Tom glanced down at his ancient regalia of worn leather chaps, spurs, and the old forty-one that sagged from his right hip, and grinned.
"Guns is coming into style again out our way," he replied. "All the best families wears 'em. There's so many of these here durn hobos and railway men and Irish and other low characters——"
"Th' nerve of yez!" snorted Mr. Quilty. "And the name iv yez 'McHale!'—as Irish, be hivins, as Con iv th' Hundred Battles!"
McHale chuckled to himself, having succeeded in his purpose of getting Mr. Quilty going.
"Irish? Not on your life!" he denied gravely. "What put that notion in your head? The McHales is high-grade Scotch. Always was. They come from Loch Lomond or Commarashindhu or them parts. Annie Laurie married a McHale. Of course we're Scotch. You can tell by the Mac. The only McHale that ever was in Ireland went there to civilize it."

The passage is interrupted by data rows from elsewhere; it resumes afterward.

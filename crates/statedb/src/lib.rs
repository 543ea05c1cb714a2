//! # evmledger-statedb
//!
//! Journaled, revertible view over a persistent [`database::Store`] used by the EVM for
//! one transaction. Changes live in memory as [`state::StateObject`]s and reach the store
//! only through [`StateDB::commit`], in ascending address order.
#![cfg_attr(not(test), warn(unused_crate_dependencies))]

pub mod access_list;
pub mod cache_context;
mod error;
pub mod journal;
pub mod log;
mod statedb;

pub use access_list::AccessList;
pub use cache_context::{CacheContext, CacheSnapshot, Event, MAX_PRECOMPILE_CALLS};
pub use error::StateDbError;
pub use journal::{Journal, JournalEntry, Revision, RevisionId};
pub use log::{Log, TxConfig};
pub use statedb::{LedgerState, StateDB};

"To civ'lize Ireland!" Mr. Quilty cried in derision. "Hear till him! And Ireland the owldest civ'lization in the wurruld, barrin' none, and the best! Faix, we was givin' lessons in it to all mankind whin th' dom raggety-britched tattherdemalions iv Scotchmen hadn't th' dacincy to wear kilts, even, but wint about bare to th' four winds iv hivin, a barbarious race lower nor a Digger Injun, a scandal to God, man, and faymales black and white."
"Well, maybe you're right about them old times, Corney," admitted McHale, with an innocent face. "I meant a little later than that. This here McHale was with William the Conqueror at the Battle of the Boyne——"
Mr. Quilty spat at the mention of this historic event.
"Bad scran till him, then!" he exclaimed. "Yez do be a high-grade liar, and ign'rant as well. Willyum th' Conq'ror was Irish on his mother's side, an' he bate th' heads off iv th' bloody Sassenach, an' soaked their king wan in th' eye wid a bow 'n' arry at a fight I disremimber th' name of, back a thousand years before Willyum th' Dutchman—may his sowl get its needin's!—come out iv his swamps. I tell yez th' McHales come from Galway. In th' good owld days they hanged thim be th' dozen to th' glor iv God an' th' greater safety iv all live stock. An th' pity is they didn't make a cleaner job iv ut."